Tilda Research is an innovator in clinical research recruitment and trial execution. We operate a growing network of clinical research sites in the US, and our team has worked on over 250 pan-indication Phase I thru IV studies. Our founders are successful serial entrepreneurs, with three of their past companies leading to IPOs (VMware, MobileIron) or exits (LexentBio acquired by Roche). We also build software and support clinical trial infrastructure to help pharmaceutical companies identify, enroll, and execute clinical trials efficiently.

Who are you?
The Clinical Research Coordinator (CRC) is a specialized research professional working with and under the direction of the clinical Principal Investigator (PI) and Sub-Investigator (SI).
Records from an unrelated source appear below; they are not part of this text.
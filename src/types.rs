//! Core types for the pulsealign pipeline
//!
//! This module defines the data structures that flow through each stage:
//! raw device streams, deduplicated streams, the aligned comparison table,
//! and the summary report.

use chrono::{DateTime, Utc};
use serde::{Deserialize, Serialize};
use std::collections::BTreeMap;

/// One reading exported by a device.
///
/// A sample with an absent heart rate marks a sensor gap: the device emitted
/// the timestamp but failed to report a value. Such samples carry no
/// information and are dropped before deduplication.
#[derive(Debug, Clone, PartialEq, Serialize, Deserialize)]
pub struct Sample {
    /// Reading time (UTC, shared clock across both devices)
    pub timestamp: DateTime<Utc>,
    /// Heart rate in bpm, absent on a gap
    #[serde(skip_serializing_if = "Option::is_none")]
    pub heart_rate: Option<f64>,
}

impl Sample {
    pub fn new(timestamp: DateTime<Utc>, heart_rate: f64) -> Self {
        Self {
            timestamp,
            heart_rate: Some(heart_rate),
        }
    }

    /// A gap sample: timestamp emitted, value missing
    pub fn gap(timestamp: DateTime<Utc>) -> Self {
        Self {
            timestamp,
            heart_rate: None,
        }
    }
}

/// One device's exported track, ordered by arrival.
///
/// Timestamps may repeat (duplicate-timestamp records) and need not be
/// sorted.
#[derive(Debug, Clone, PartialEq, Serialize, Deserialize)]
pub struct RawStream {
    /// Device label used in reports
    pub device: String,
    pub samples: Vec<Sample>,
}

impl RawStream {
    pub fn new(device: impl Into<String>) -> Self {
        Self {
            device: device.into(),
            samples: Vec::new(),
        }
    }

    pub fn len(&self) -> usize {
        self.samples.len()
    }

    pub fn is_empty(&self) -> bool {
        self.samples.is_empty()
    }
}

/// Unique-timestamp mapping derived from a [`RawStream`].
///
/// Each value is the arithmetic mean of all heart-rate values sharing that
/// timestamp, after gap samples were dropped. `BTreeMap` keeps keys sorted,
/// so iteration is already in ascending timestamp order.
pub type DeduplicatedStream = BTreeMap<DateTime<Utc>, f64>;

/// One matched timestamp across both devices
#[derive(Debug, Clone, PartialEq, Serialize, Deserialize)]
pub struct AlignedRow {
    pub timestamp: DateTime<Utc>,
    pub hr_a: f64,
    pub hr_b: f64,
    /// Signed difference `hr_a - hr_b`
    pub difference: f64,
}

/// Inner join of two deduplicated streams on exact timestamp equality.
///
/// Rows ascend by timestamp and every row carries both values. Swapping the
/// operands of [`align`](crate::reconcile::Reconciler::align) negates every
/// difference.
#[derive(Debug, Clone, PartialEq, Serialize, Deserialize)]
pub struct AlignedTable {
    pub device_a: String,
    pub device_b: String,
    pub rows: Vec<AlignedRow>,
}

impl AlignedTable {
    pub fn len(&self) -> usize {
        self.rows.len()
    }

    pub fn is_empty(&self) -> bool {
        self.rows.is_empty()
    }

    /// Time-ordered (timestamp, difference) series for external plotting
    pub fn difference_series(&self) -> Vec<(DateTime<Utc>, f64)> {
        self.rows.iter().map(|r| (r.timestamp, r.difference)).collect()
    }
}

/// Min/avg/max summary over one device's deduplicated readings
#[derive(Debug, Clone, PartialEq, Serialize, Deserialize)]
pub struct DeviceStats {
    pub min_hr: f64,
    pub avg_hr: f64,
    pub max_hr: f64,
    pub count: usize,
}

/// Summary over the signed differences of an aligned table
#[derive(Debug, Clone, PartialEq, Serialize, Deserialize)]
pub struct DifferenceStats {
    pub min_diff: f64,
    pub avg_diff: f64,
    pub max_diff: f64,
    /// Mean of |difference|, the headline agreement number
    pub abs_avg_diff: f64,
    pub count: usize,
}

/// Report producer metadata
#[derive(Debug, Clone, Serialize, Deserialize)]
pub struct ReportProducer {
    pub name: String,
    pub version: String,
    pub instance_id: String,
}

/// Complete comparison report for a device pair
#[derive(Debug, Clone, Serialize, Deserialize)]
pub struct ComparisonReport {
    pub producer: ReportProducer,
    pub computed_at_utc: String,
    pub device_a: String,
    pub device_b: String,
    /// Absent when the device stream was empty after deduplication
    pub stats_a: Option<DeviceStats>,
    pub stats_b: Option<DeviceStats>,
    /// Absent when no timestamps matched between the devices
    pub difference: Option<DifferenceStats>,
    pub matched_rows: usize,
}

impl ComparisonReport {
    /// True when the two streams shared no timestamps
    pub fn no_matching_timestamps(&self) -> bool {
        self.matched_rows == 0
    }
}
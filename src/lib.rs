//! pulsealign - Heart-rate track reconciliation and synthetic pair simulation
//!
//! pulsealign compares two heart-rate tracks recorded concurrently by
//! independent devices: same-timestamp readings are averaged, the two streams
//! are inner-joined on exact timestamp, and agreement is summarized per
//! device and over the signed differences.
//!
//! A deterministic simulation engine produces realistic synthetic pairs for
//! validating the reconciler: an exercise-phase ground-truth profile, plus a
//! per-device observer with persistent bias, mean-reverting autocorrelated
//! noise, sensor gaps, and duplicate-timestamp records.
//!
//! ## Modules
//!
//! - **reconcile**: deduplication and exact-timestamp alignment
//! - **profile** / **simulate**: synthetic ground truth and device noise
//! - **track**: lossless NDJSON track I/O
//! - **stats**: summary statistics and report rendering
//! - **pipeline**: end-to-end composition

pub mod error;
pub mod pipeline;
pub mod profile;
pub mod reconcile;
pub mod simulate;
pub mod stats;
pub mod track;
pub mod types;

pub use error::CompareError;
pub use pipeline::{compare_streams, generate_pair, Comparison};
pub use profile::{HrProfile, ProfileConfig};
pub use reconcile::Reconciler;
pub use simulate::{DeviceConfig, SimulationConfig, DEFAULT_SEED};
pub use stats::StatsReporter;
pub use track::{TrackCodec, TRACK_SCHEMA_VERSION};
pub use types::{AlignedTable, ComparisonReport, RawStream, Sample};

/// pulsealign version embedded in all reports
pub const PULSEALIGN_VERSION: &str = env!("CARGO_PKG_VERSION");

/// Producer name for report payloads
pub const PRODUCER_NAME: &str = "pulsealign";
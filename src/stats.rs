//! Summary statistics and reporting
//!
//! Computes min/avg/max summaries per device and over the signed differences
//! of an aligned table, and renders them as a text block or JSON. An empty
//! intersection is a legitimate outcome: the report states
//! "no matching timestamps" instead of failing.

use crate::error::CompareError;
use crate::types::{
    AlignedTable, ComparisonReport, DeduplicatedStream, DeviceStats, DifferenceStats,
    ReportProducer,
};
use crate::{PRODUCER_NAME, PULSEALIGN_VERSION};
use chrono::Utc;
use std::fmt::Write;
use uuid::Uuid;

/// Stats reporter over reconciled streams
pub struct StatsReporter;

impl StatsReporter {
    /// Min/avg/max over one deduplicated stream; `None` when empty
    pub fn summarize(stream: &DeduplicatedStream) -> Option<DeviceStats> {
        if stream.is_empty() {
            return None;
        }
        let mut min = f64::INFINITY;
        let mut max = f64::NEG_INFINITY;
        let mut sum = 0.0;
        for hr in stream.values() {
            min = min.min(*hr);
            max = max.max(*hr);
            sum += hr;
        }
        Some(DeviceStats {
            min_hr: min,
            avg_hr: sum / stream.len() as f64,
            max_hr: max,
            count: stream.len(),
        })
    }

    /// Difference summary over an aligned table; `None` when no rows matched
    pub fn summarize_differences(table: &AlignedTable) -> Option<DifferenceStats> {
        if table.is_empty() {
            return None;
        }
        let mut min = f64::INFINITY;
        let mut max = f64::NEG_INFINITY;
        let mut sum = 0.0;
        let mut abs_sum = 0.0;
        for row in &table.rows {
            min = min.min(row.difference);
            max = max.max(row.difference);
            sum += row.difference;
            abs_sum += row.difference.abs();
        }
        let n = table.len() as f64;
        Some(DifferenceStats {
            min_diff: min,
            avg_diff: sum / n,
            max_diff: max,
            abs_avg_diff: abs_sum / n,
            count: table.len(),
        })
    }

    /// Build the full comparison report for a device pair
    pub fn report(
        table: &AlignedTable,
        stream_a: &DeduplicatedStream,
        stream_b: &DeduplicatedStream,
    ) -> ComparisonReport {
        ComparisonReport {
            producer: ReportProducer {
                name: PRODUCER_NAME.to_string(),
                version: PULSEALIGN_VERSION.to_string(),
                instance_id: Uuid::new_v4().to_string(),
            },
            computed_at_utc: Utc::now().to_rfc3339(),
            device_a: table.device_a.clone(),
            device_b: table.device_b.clone(),
            stats_a: Self::summarize(stream_a),
            stats_b: Self::summarize(stream_b),
            difference: Self::summarize_differences(table),
            matched_rows: table.len(),
        }
    }

    /// Render a report as the human-readable summary block
    pub fn render_text(report: &ComparisonReport) -> String {
        let mut out = String::new();
        let _ = writeln!(out, "{}", "=".repeat(50));
        let _ = writeln!(out, "SUMMARY STATISTICS");
        let _ = writeln!(out, "{}", "=".repeat(50));

        for (name, stats) in [
            (&report.device_a, &report.stats_a),
            (&report.device_b, &report.stats_b),
        ] {
            let _ = writeln!(out, "\n{}:", name);
            match stats {
                Some(s) => {
                    let _ = writeln!(out, "  Min HR: {:.1} bpm", s.min_hr);
                    let _ = writeln!(out, "  Avg HR: {:.1} bpm", s.avg_hr);
                    let _ = writeln!(out, "  Max HR: {:.1} bpm", s.max_hr);
                    let _ = writeln!(out, "  Records: {}", s.count);
                }
                None => {
                    let _ = writeln!(out, "  No heart rate records");
                }
            }
        }

        let _ = writeln!(out, "\nDifference ({} - {}):", report.device_a, report.device_b);
        match &report.difference {
            Some(d) => {
                let _ = writeln!(out, "  Min Difference: {:.1} bpm", d.min_diff);
                let _ = writeln!(out, "  Avg Difference: {:.1} bpm", d.avg_diff);
                let _ = writeln!(out, "  Max Difference: {:.1} bpm", d.max_diff);
                let _ = writeln!(out, "  Avg Absolute Difference: {:.1} bpm", d.abs_avg_diff);
                let _ = writeln!(out, "  Matching timestamps: {}", d.count);
            }
            None => {
                let _ = writeln!(out, "  No matching timestamps found between devices");
            }
        }

        out
    }

    /// Render a report as pretty JSON
    pub fn render_json(report: &ComparisonReport) -> Result<String, CompareError> {
        serde_json::to_string_pretty(report)
            .map_err(|e| CompareError::EncodingError(e.to_string()))
    }
}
The CRC supports, facilitates and coordinates the daily clinical trial activities and plays a critical role in the conduct of the study by working with the PI, SI, department, sponsor, and company.

Duties and Responsibilities:

    • Organize and conduct clinical studies using good clinical practices (GCPs).
    • Recruit and consent appropriate patients into assigned projects.
    • Coordinate patient communications and appointments as needed.
    • Provide relevant study feedback to assist in modifying recruitment/enrollment filters and sourcing available subjects.
    • Ensure protocol adherence and accuracy of research data and transcription into data capture systems where appropriate per contractual guidelines.
    • Meet chart review, screening, and enrollment quotas within defined timelines.
    • Upload documents such as labs, other clinical documents, and informed consent documents into established clinical trial management systems and/or electronic source files.
    • Complete data entry (eSource) on time and according to ALCOA-C principles to ensure rapid data entry by the remote data team
    • Proficiency with capturing ECGs and reporting relevant findings to the investigator(s) based upon available interpretation
    • Proficiency with collecting vital signs and reporting irregularities to the investigator(s).
    • Proficiency with laboratory collection (phlebotomy) along with processing according to available laboratory manuals
    • Proficiency with basic regulatory filing and IRB communication.
    • Ability to work with physicians in different specialties and assist with protocol adherence
    • Work with remote data entry teams on complex query resolution and preparation/completion of interim monitoring visits
    • Queries to be addressed appropriately within defined timelines per study protocol
    • Completion/ Resolution of findings reported during monitoring visits in a reasonable manner
    • Work with shared services where appropriate for items such as regulatory, data entry, finance, etc.
    • Hosting of client audits for specific studies.
    • Perform other duties as assigned.

Required Skills and Abilities:

    • Ability to work as a team (collaboration with internal and external departments required).
    • Excellent interpersonal and communication skills.
    • Excellent critical thinking and problem-solving skills.
    • Ability to function well in a fast-paced environment and ability to self-motivate.
    • Excellent organizational skills and attention to detail.
    • Reliable transportation is required.

Education and Experience:

    • Bachelor's Degree OR equivalent experience in a clinical research setting without a degree.
    • A minimum of 2 years experience in a clinical research setting.
    • Blood Draw experience and ECG experience are required.
    • Phlebotomy Certification Preferred.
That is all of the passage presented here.